■ **What you need to do**
From the entries below, copy each line in which the word "created" occurs.

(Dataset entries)

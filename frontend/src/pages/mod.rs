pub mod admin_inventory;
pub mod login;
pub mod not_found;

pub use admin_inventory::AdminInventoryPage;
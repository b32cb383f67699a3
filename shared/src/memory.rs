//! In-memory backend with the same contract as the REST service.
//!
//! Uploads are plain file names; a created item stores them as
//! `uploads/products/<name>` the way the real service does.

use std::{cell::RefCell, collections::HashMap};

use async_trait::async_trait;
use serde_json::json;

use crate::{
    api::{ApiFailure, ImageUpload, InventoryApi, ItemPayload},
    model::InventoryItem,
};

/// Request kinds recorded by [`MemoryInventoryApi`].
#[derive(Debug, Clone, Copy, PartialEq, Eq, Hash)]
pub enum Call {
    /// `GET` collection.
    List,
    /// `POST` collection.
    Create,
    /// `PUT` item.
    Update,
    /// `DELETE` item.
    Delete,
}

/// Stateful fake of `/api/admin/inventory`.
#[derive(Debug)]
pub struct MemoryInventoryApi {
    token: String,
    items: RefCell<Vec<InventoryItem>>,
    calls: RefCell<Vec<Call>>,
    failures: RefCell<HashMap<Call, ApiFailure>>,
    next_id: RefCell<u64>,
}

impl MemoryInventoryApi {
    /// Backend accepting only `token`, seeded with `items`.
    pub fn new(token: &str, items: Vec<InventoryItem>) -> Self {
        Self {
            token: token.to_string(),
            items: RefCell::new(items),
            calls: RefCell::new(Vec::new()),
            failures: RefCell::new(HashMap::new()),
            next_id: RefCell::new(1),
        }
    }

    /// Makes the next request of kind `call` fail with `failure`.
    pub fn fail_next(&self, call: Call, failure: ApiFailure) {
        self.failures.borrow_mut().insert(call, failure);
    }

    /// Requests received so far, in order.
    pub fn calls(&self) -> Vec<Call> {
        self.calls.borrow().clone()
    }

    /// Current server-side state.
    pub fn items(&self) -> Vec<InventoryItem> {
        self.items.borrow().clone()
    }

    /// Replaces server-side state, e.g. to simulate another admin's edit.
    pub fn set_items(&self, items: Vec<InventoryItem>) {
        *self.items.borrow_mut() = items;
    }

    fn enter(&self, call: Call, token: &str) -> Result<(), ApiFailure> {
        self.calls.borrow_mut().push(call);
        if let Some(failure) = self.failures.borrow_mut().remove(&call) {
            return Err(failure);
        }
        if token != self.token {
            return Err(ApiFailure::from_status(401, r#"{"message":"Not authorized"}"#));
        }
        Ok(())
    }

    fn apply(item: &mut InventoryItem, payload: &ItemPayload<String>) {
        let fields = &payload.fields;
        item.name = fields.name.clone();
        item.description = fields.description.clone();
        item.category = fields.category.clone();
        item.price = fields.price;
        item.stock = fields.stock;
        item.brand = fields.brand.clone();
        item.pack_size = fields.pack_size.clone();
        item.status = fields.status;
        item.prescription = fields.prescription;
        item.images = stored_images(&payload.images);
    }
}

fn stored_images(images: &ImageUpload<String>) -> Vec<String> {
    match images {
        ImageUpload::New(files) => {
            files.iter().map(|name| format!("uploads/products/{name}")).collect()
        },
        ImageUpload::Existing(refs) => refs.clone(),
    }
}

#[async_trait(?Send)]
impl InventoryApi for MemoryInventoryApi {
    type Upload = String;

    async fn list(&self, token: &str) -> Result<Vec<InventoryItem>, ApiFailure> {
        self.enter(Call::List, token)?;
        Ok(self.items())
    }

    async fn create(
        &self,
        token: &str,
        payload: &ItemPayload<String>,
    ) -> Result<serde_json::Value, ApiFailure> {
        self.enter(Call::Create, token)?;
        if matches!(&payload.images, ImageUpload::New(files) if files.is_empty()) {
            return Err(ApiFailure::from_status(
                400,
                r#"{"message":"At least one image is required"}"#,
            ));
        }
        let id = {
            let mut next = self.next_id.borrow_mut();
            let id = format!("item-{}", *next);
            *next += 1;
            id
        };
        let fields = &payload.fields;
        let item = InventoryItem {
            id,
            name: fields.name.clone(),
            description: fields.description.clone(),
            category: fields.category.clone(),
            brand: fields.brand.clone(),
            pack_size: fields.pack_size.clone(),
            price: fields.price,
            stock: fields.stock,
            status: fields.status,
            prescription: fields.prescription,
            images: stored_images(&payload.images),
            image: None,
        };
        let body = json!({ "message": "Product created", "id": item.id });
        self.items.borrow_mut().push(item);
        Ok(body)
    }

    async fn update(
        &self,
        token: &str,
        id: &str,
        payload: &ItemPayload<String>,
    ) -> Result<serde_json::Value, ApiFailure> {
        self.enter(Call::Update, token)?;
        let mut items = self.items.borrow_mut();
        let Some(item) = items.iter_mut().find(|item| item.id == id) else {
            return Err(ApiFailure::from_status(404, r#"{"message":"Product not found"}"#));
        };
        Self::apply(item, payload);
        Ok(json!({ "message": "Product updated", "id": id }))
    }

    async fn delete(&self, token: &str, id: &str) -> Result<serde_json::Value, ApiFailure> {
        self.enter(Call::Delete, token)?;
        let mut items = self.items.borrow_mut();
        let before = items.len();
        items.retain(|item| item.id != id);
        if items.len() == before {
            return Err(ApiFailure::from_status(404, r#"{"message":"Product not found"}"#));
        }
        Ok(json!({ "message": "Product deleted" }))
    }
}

■ **Task result**
//! Uploads are plain file names; a created item stores them as
        let body = json!({ "message": "Product created", "id": item.id });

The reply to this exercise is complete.